**How to complete this task:**
Return each line of the listing that follows in which the string "pixels" can be found.

**Stored data:**
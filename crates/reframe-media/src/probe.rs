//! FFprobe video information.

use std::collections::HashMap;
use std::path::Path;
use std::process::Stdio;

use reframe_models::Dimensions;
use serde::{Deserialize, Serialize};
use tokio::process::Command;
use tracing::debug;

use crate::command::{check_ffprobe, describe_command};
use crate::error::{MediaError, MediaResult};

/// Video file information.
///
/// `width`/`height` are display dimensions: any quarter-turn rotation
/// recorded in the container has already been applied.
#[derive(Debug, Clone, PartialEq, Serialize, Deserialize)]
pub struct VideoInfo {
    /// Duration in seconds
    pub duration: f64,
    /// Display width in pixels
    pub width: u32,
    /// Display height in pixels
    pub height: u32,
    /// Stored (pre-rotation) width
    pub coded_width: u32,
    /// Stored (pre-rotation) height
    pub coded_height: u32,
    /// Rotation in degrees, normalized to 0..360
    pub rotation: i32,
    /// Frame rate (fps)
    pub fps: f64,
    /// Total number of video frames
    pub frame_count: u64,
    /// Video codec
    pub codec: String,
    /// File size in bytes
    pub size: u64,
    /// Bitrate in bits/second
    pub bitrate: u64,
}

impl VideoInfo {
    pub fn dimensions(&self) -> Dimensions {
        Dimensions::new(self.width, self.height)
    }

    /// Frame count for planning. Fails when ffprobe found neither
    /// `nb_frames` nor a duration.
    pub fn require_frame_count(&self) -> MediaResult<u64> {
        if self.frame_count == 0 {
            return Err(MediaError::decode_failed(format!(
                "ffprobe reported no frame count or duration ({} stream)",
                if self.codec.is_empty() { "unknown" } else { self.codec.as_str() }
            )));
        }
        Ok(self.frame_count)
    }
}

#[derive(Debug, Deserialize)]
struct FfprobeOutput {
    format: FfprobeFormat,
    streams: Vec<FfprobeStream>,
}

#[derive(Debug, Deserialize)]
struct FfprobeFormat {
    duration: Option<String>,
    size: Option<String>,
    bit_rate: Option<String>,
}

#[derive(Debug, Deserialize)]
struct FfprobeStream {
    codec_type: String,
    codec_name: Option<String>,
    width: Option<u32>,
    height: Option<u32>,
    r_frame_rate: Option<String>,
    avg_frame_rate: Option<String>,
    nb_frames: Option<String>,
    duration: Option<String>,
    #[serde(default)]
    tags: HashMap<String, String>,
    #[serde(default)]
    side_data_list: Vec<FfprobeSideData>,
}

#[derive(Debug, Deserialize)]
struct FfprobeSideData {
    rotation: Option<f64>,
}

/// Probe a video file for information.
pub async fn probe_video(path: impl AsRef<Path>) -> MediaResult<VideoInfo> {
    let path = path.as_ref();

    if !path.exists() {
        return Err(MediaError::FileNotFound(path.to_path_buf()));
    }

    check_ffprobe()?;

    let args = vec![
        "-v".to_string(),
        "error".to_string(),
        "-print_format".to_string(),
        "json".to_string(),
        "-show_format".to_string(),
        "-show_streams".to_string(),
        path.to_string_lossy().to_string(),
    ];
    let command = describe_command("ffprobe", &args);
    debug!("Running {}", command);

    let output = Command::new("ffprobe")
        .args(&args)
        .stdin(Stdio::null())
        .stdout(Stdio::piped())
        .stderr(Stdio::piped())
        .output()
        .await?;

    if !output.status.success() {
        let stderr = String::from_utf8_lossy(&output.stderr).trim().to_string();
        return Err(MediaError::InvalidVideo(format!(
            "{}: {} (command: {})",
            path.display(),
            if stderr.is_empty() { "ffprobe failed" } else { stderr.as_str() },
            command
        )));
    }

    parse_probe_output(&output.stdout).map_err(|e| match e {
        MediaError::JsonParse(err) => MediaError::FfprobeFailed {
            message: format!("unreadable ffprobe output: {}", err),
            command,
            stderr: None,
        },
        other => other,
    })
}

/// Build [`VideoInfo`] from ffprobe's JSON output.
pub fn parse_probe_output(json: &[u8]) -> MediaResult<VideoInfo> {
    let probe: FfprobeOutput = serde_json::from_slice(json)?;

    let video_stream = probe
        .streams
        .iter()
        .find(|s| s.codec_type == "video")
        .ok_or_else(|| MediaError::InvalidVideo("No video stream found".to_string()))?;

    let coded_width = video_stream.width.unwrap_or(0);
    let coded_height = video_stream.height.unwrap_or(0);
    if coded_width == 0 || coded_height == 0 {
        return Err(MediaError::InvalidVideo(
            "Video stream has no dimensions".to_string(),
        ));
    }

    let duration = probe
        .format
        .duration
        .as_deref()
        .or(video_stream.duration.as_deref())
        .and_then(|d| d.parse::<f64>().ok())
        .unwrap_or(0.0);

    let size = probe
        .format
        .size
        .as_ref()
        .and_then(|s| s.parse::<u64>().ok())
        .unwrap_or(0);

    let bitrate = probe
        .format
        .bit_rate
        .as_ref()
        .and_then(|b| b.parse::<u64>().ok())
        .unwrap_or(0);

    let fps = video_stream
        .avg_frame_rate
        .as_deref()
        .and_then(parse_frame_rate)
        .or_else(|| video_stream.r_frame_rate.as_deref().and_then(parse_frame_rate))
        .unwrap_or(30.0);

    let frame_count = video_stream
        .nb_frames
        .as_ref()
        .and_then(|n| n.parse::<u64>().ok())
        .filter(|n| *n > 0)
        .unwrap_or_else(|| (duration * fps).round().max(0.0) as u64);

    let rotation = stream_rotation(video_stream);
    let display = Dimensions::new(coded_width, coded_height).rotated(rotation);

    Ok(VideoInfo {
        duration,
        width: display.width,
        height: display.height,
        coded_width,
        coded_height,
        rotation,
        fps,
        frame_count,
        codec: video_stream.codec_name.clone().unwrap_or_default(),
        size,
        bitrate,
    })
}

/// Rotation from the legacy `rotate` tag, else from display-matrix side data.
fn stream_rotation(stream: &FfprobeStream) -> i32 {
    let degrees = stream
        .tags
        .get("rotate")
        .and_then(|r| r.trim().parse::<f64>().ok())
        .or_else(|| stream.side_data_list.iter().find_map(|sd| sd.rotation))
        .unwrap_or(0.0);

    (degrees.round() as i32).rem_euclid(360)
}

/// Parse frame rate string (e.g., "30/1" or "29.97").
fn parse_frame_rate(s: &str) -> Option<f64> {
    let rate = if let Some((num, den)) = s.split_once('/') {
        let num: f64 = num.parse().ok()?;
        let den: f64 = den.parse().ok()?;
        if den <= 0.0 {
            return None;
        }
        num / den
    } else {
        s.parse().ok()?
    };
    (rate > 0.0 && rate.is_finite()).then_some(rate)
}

**Solution for this exercise:**
    /// Display width in pixels
    /// Display height in pixels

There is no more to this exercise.